● EXERCISE OBJECTIVE
Please set down the records below exactly as they appear.
::::::::::
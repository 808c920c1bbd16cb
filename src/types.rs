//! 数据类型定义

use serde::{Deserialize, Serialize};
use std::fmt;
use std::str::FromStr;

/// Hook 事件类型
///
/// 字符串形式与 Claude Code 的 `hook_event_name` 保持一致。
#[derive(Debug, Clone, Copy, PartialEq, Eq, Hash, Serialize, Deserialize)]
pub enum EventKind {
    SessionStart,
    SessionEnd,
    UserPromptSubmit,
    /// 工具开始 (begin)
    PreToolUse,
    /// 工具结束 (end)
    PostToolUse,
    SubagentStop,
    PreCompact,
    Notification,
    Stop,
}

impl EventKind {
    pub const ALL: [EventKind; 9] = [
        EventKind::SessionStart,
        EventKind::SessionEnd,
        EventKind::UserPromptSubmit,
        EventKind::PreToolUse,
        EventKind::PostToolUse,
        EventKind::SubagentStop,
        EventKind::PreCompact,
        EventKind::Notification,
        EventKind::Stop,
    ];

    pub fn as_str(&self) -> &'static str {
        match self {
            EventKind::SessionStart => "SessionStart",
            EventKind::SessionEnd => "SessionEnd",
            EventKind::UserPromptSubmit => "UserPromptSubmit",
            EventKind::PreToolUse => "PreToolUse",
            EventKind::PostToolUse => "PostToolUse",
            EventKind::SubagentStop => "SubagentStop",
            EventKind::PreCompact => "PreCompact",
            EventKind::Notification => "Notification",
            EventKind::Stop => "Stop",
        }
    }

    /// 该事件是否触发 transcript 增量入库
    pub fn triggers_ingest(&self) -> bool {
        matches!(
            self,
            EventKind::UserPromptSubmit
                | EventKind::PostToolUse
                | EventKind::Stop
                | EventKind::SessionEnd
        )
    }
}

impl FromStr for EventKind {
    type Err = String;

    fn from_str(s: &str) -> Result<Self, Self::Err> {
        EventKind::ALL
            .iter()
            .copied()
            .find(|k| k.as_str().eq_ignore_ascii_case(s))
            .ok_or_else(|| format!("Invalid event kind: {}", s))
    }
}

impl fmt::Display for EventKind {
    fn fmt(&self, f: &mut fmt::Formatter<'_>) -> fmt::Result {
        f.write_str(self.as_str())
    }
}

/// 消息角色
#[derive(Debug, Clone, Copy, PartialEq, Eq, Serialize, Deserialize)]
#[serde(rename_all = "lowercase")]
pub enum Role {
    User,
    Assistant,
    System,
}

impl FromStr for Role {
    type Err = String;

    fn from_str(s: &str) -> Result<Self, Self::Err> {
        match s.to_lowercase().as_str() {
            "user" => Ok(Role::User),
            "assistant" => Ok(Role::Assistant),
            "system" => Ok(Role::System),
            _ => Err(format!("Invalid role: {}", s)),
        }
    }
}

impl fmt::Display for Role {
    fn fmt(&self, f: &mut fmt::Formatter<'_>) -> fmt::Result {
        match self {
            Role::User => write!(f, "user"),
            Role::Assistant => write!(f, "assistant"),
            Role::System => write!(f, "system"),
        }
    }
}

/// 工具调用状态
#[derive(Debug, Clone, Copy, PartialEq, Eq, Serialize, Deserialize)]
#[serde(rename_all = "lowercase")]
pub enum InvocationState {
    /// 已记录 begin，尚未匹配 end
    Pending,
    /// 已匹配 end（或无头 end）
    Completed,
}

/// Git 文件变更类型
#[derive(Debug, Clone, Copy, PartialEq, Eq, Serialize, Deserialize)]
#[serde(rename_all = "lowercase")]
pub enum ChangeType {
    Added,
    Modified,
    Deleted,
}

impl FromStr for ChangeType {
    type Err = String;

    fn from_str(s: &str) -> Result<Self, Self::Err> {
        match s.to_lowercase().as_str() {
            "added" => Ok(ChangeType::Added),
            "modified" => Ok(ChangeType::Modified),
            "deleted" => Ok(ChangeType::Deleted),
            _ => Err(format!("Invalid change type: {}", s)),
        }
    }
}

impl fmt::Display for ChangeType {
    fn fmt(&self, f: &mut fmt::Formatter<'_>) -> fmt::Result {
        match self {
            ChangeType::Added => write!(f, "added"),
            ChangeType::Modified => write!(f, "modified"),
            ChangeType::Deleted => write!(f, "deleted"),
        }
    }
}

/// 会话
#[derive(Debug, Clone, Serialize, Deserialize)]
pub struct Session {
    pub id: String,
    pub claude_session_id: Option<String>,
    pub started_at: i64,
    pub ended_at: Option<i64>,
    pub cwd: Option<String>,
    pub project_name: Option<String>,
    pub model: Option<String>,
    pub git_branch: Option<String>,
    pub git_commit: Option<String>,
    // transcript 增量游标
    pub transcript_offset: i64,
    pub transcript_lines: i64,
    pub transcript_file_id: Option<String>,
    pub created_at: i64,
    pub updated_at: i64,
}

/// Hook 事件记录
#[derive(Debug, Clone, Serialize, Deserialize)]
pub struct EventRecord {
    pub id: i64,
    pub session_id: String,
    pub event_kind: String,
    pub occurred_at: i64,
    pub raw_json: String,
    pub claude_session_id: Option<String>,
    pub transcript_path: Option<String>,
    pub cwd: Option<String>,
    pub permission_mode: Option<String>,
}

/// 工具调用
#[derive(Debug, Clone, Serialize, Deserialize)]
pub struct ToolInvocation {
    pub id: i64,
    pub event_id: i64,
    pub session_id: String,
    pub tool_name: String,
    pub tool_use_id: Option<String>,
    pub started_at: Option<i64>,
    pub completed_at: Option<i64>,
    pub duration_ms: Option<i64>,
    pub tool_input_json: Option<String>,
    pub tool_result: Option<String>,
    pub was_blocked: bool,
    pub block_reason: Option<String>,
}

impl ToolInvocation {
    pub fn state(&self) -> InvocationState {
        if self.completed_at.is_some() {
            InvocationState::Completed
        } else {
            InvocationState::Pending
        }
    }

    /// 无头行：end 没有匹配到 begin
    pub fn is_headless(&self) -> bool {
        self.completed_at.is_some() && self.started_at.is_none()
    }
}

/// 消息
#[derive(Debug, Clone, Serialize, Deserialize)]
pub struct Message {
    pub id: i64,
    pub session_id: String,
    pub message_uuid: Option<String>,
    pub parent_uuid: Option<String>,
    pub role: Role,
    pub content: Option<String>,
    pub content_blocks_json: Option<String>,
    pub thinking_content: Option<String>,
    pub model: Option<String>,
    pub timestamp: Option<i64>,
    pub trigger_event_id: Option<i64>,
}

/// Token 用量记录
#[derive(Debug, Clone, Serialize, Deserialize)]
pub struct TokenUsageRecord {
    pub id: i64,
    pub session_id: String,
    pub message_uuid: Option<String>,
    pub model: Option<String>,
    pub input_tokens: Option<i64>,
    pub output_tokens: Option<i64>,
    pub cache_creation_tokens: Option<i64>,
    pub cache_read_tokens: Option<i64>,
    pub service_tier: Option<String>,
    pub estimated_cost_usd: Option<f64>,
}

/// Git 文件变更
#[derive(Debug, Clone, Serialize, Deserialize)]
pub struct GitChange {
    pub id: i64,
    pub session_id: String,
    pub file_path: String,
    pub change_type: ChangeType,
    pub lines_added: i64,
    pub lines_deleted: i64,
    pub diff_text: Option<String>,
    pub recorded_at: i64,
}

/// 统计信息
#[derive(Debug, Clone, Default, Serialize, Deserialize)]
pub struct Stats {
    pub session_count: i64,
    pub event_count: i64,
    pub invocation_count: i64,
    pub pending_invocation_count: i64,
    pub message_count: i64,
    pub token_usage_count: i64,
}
::::::::::
● WRITTEN ANSWER
repository 808c920c1bbd16cb
filename src/types.rs
//! 数据类型定义

use serde::{Deserialize, Serialize};
use std::fmt;
use std::str::FromStr;

/// Hook 事件类型
///
/// 字符串形式与 Claude Code 的 `hook_event_name` 保持一致。
#[derive(Debug, Clone, Copy, PartialEq, Eq, Hash, Serialize, Deserialize)]
pub enum EventKind {
    SessionStart,
    SessionEnd,
    UserPromptSubmit,
    /// 工具开始 (begin)
    PreToolUse,
    /// 工具结束 (end)
    PostToolUse,
    SubagentStop,
    PreCompact,
    Notification,
    Stop,
}

impl EventKind {
    pub const ALL: [EventKind; 9] = [
        EventKind::SessionStart,
        EventKind::SessionEnd,
        EventKind::UserPromptSubmit,
        EventKind::PreToolUse,
        EventKind::PostToolUse,
        EventKind::SubagentStop,
        EventKind::PreCompact,
        EventKind::Notification,
        EventKind::Stop,
    ];

    pub fn as_str(&self) -> &'static str {
        match self {
            EventKind::SessionStart => "SessionStart",
            EventKind::SessionEnd => "SessionEnd",
            EventKind::UserPromptSubmit => "UserPromptSubmit",
            EventKind::PreToolUse => "PreToolUse",
            EventKind::PostToolUse => "PostToolUse",
            EventKind::SubagentStop => "SubagentStop",
            EventKind::PreCompact => "PreCompact",
            EventKind::Notification => "Notification",
            EventKind::Stop => "Stop",
        }
    }

    /// 该事件是否触发 transcript 增量入库
    pub fn triggers_ingest(&self) -> bool {
        matches!(
            self,
            EventKind::UserPromptSubmit
                | EventKind::PostToolUse
                | EventKind::Stop
                | EventKind::SessionEnd
        )
    }
}

impl FromStr for EventKind {
    type Err = String;

    fn from_str(s: &str) -> Result<Self, Self::Err> {
        EventKind::ALL
            .iter()
            .copied()
            .find(|k| k.as_str().eq_ignore_ascii_case(s))
            .ok_or_else(|| format!("Invalid event kind: {}", s))
    }
}

impl fmt::Display for EventKind {
    fn fmt(&self, f: &mut fmt::Formatter<'_>) -> fmt::Result {
        f.write_str(self.as_str())
    }
}

/// 消息角色
#[derive(Debug, Clone, Copy, PartialEq, Eq, Serialize, Deserialize)]
#[serde(rename_all = "lowercase")]
pub enum Role {
    User,
    Assistant,
    System,
}

impl FromStr for Role {
    type Err = String;

    fn from_str(s: &str) -> Result<Self, Self::Err> {
        match s.to_lowercase().as_str() {
            "user" => Ok(Role::User),
            "assistant" => Ok(Role::Assistant),
            "system" => Ok(Role::System),
            _ => Err(format!("Invalid role: {}", s)),
        }
    }
}

impl fmt::Display for Role {
    fn fmt(&self, f: &mut fmt::Formatter<'_>) -> fmt::Result {
        match self {
            Role::User => write!(f, "user"),
            Role::Assistant => write!(f, "assistant"),
            Role::System => write!(f, "system"),
        }
    }
}

/// 工具调用状态
#[derive(Debug, Clone, Copy, PartialEq, Eq, Serialize, Deserialize)]
#[serde(rename_all = "lowercase")]
pub enum InvocationState {
    /// 已记录 begin，尚未匹配 end
    Pending,
    /// 已匹配 end（或无头 end）
    Completed,
}

/// Git 文件变更类型
#[derive(Debug, Clone, Copy, PartialEq, Eq, Serialize, Deserialize)]
#[serde(rename_all = "lowercase")]
pub enum ChangeType {
    Added,
    Modified,
    Deleted,
}

impl FromStr for ChangeType {
    type Err = String;

    fn from_str(s: &str) -> Result<Self, Self::Err> {
        match s.to_lowercase().as_str() {
            "added" => Ok(ChangeType::Added),
            "modified" => Ok(ChangeType::Modified),
            "deleted" => Ok(ChangeType::Deleted),
            _ => Err(format!("Invalid change type: {}", s)),
        }
    }
}

impl fmt::Display for ChangeType {
    fn fmt(&self, f: &mut fmt::Formatter<'_>) -> fmt::Result {
        match self {
            ChangeType::Added => write!(f, "added"),
            ChangeType::Modified => write!(f, "modified"),
            ChangeType::Deleted => write!(f, "deleted"),
        }
    }
}

/// 会话
#[derive(Debug, Clone, Serialize, Deserialize)]
pub struct Session {
    pub id: String,
    pub claude_session_id: Option<String>,
    pub started_at: i64,
    pub ended_at: Option<i64>,
    pub cwd: Option<String>,
    pub project_name: Option<String>,
    pub model: Option<String>,
    pub git_branch: Option<String>,
    pub git_commit: Option<String>,
    // transcript 增量游标
    pub transcript_offset: i64,
    pub transcript_lines: i64,
    pub transcript_file_id: Option<String>,
    pub created_at: i64,
    pub updated_at: i64,
}

/// Hook 事件记录
#[derive(Debug, Clone, Serialize, Deserialize)]
pub struct EventRecord {
    pub id: i64,
    pub session_id: String,
    pub event_kind: String,
    pub occurred_at: i64,
    pub raw_json: String,
    pub claude_session_id: Option<String>,
    pub transcript_path: Option<String>,
    pub cwd: Option<String>,
    pub permission_mode: Option<String>,
}

/// 工具调用
#[derive(Debug, Clone, Serialize, Deserialize)]
pub struct ToolInvocation {
    pub id: i64,
    pub event_id: i64,
    pub session_id: String,
    pub tool_name: String,
    pub tool_use_id: Option<String>,
    pub started_at: Option<i64>,
    pub completed_at: Option<i64>,
    pub duration_ms: Option<i64>,
    pub tool_input_json: Option<String>,
    pub tool_result: Option<String>,
    pub was_blocked: bool,
    pub block_reason: Option<String>,
}

impl ToolInvocation {
    pub fn state(&self) -> InvocationState {
        if self.completed_at.is_some() {
            InvocationState::Completed
        } else {
            InvocationState::Pending
        }
    }

    /// 无头行：end 没有匹配到 begin
    pub fn is_headless(&self) -> bool {
        self.completed_at.is_some() && self.started_at.is_none()
    }
}

/// 消息
#[derive(Debug, Clone, Serialize, Deserialize)]
pub struct Message {
    pub id: i64,
    pub session_id: String,
    pub message_uuid: Option<String>,
    pub parent_uuid: Option<String>,
    pub role: Role,
    pub content: Option<String>,
    pub content_blocks_json: Option<String>,
    pub thinking_content: Option<String>,
    pub model: Option<String>,
    pub timestamp: Option<i64>,
    pub trigger_event_id: Option<i64>,
}

/// Token 用量记录
#[derive(Debug, Clone, Serialize, Deserialize)]
pub struct TokenUsageRecord {
    pub id: i64,
    pub session_id: String,
    pub message_uuid: Option<String>,
    pub model: Option<String>,
    pub input_tokens: Option<i64>,
    pub output_tokens: Option<i64>,
    pub cache_creation_tokens: Option<i64>,
    pub cache_read_tokens: Option<i64>,
    pub service_tier: Option<String>,
    pub estimated_cost_usd: Option<f64>,
}

/// Git 文件变更
#[derive(Debug, Clone, Serialize, Deserialize)]
pub struct GitChange {
    pub id: i64,
    pub session_id: String,
    pub file_path: String,
    pub change_type: ChangeType,
    pub lines_added: i64,
    pub lines_deleted: i64,
    pub diff_text: Option<String>,
    pub recorded_at: i64,
}

/// 统计信息
#[derive(Debug, Clone, Default, Serialize, Deserialize)]
pub struct Stats {
    pub session_count: i64,
    pub event_count: i64,
    pub invocation_count: i64,
    pub pending_invocation_count: i64,
    pub message_count: i64,
    pub token_usage_count: i64,
}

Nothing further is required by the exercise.